- INSTRUCTIONS FOR THE TASK: Beginning with the first line, please repeat the entries exactly and end on the line that contains "use tracing::warn;".

- DATASET EXCERPTS:

//! Password sign-in and sign-out.

use axum::{
    Form,
    extract::State,
    http::StatusCode,
    response::{Html, IntoResponse, Redirect, Response},
};
use axum_extra::extract::CookieJar;
use gatehouse_accounts::{AccountError, SessionId};
use serde::Deserialize;
use std::sync::Arc;
use tracing::warn;

use super::{AppState, ClientIp, OptionalAuth, SESSION_COOKIE, removal_cookie, start_session};
use crate::error::AuthError;
use crate::views;

/// Sign-in form fields.
#[derive(Debug, Deserialize)]
pub struct SignInForm {
    #[serde(default)]
    email: String,
    #[serde(default)]
    password: String,
    /// Checkbox value, present when ticked.
    #[serde(default)]
    remember_me: Option<String>,
}

impl SignInForm {
    fn remember_me(&self) -> bool {
        matches!(self.remember_me.as_deref(), Some("1" | "on" | "true"))
    }
}

/// Shows the sign-in form.
pub async fn new(
    State(state): State<Arc<AppState>>,
    OptionalAuth(current): OptionalAuth,
) -> Result<Response, AuthError> {
    if current.is_some() {
        return Ok(Redirect::to("/").into_response());
    }
    Ok(Html(views::sign_in(state.accounts.config(), "", &[])?).into_response())
}

/// Signs in with email and password.
pub async fn create(
    State(state): State<Arc<AppState>>,
    ClientIp(ip): ClientIp,
    jar: CookieJar,
    Form(form): Form<SignInForm>,
) -> Result<Response, AuthError> {
    let user = match state.accounts.authenticate(&form.email, &form.password).await {
        Ok(user) => user,
        Err(AccountError::InvalidCredentials) => {
            let page = views::sign_in(
                state.accounts.config(),
                &form.email,
                &["Invalid email or password.".to_string()],
            )?;
            return Ok((StatusCode::UNAUTHORIZED, Html(page)).into_response());
        }
        Err(e) => return Err(e.into()),
    };

    let (jar, _user) = start_session(&state, jar, user, ip, form.remember_me()).await?;
    Ok((jar, Redirect::to("/")).into_response())
}

/// Signs out, ending the session and any remembered sign-ins.
pub async fn destroy(State(state): State<Arc<AppState>>, jar: CookieJar) -> impl IntoResponse {
    if let Some(cookie) = jar.get(SESSION_COOKIE) {
        let session_id = SessionId::new(cookie.value().to_string());
        match state.sessions.find(&session_id).await {
            Ok(Some(session)) => {
                if let Err(e) = state.sessions.delete(&session_id).await {
                    warn!(error = %e, "failed to delete session");
                }
                if let Err(e) = state.accounts.forget(session.user_id()).await {
                    warn!(error = %e, "failed to forget remembered sign-ins");
                }
                tracing::info!(user_id = %session.user_id(), "signed out");
            }
            Ok(None) => {}
            Err(e) => warn!(error = %e, "session lookup failed during sign out"),
        }
    }

    (jar.add(removal_cookie(SESSION_COOKIE)), Redirect::to("/"))
}
//! Role types for account access control.
//!
//! Accounts start without roles. Default roles are assigned explicitly by
//! the code path that created the account, see
//! [`Accounts::ensure_default_role`](crate::Accounts::ensure_default_role).

use serde::{Deserialize, Serialize};

/// Role held by an account.
#[derive(Debug, Clone, Copy, PartialEq, Eq, Hash, Serialize, Deserialize)]
#[serde(rename_all = "lowercase")]
pub enum Role {
    /// Regular member.
    User,
    /// Administrator.
    Admin,
}

impl Role {
    /// Returns true if this role has admin privileges.
    #[must_use]
    pub fn is_admin(&self) -> bool {
        matches!(self, Self::Admin)
    }
}

/// Set of roles held by an account.
#[derive(Debug, Clone, Default, PartialEq, Eq, Serialize, Deserialize)]
#[serde(transparent)]
pub struct RoleSet {
    roles: Vec<Role>,
}

impl RoleSet {
    /// Creates an empty role set.
    #[must_use]
    pub fn none() -> Self {
        Self { roles: Vec::new() }
    }

    /// Creates a role set holding `roles`, without duplicates.
    #[must_use]
    pub fn from_roles(roles: impl IntoIterator<Item = Role>) -> Self {
        let mut set = Self::none();
        for role in roles {
            set.insert(role);
        }
        set
    }

    /// Adds a role. Returns false if it was already present.
    pub fn insert(&mut self, role: Role) -> bool {
        if self.roles.contains(&role) {
            return false;
        }
        self.roles.push(role);
        true
    }

    /// Returns true if the role is present.
    #[must_use]
    pub fn contains(&self, role: Role) -> bool {
        self.roles.contains(&role)
    }

    /// Returns true if no roles are assigned.
    #[must_use]
    pub fn is_empty(&self) -> bool {
        self.roles.is_empty()
    }

    /// Returns true if the set grants admin access.
    #[must_use]
    pub fn is_admin(&self) -> bool {
        self.roles.iter().any(Role::is_admin)
    }

    /// Returns the roles as a slice.
    #[must_use]
    pub fn roles(&self) -> &[Role] {
        &self.roles
    }
}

- TASK OUTPUT:
//! Password sign-in and sign-out.

use axum::{
    Form,
    extract::State,
    http::StatusCode,
    response::{Html, IntoResponse, Redirect, Response},
};
use axum_extra::extract::CookieJar;
use gatehouse_accounts::{AccountError, SessionId};
use serde::Deserialize;
use std::sync::Arc;
use tracing::warn;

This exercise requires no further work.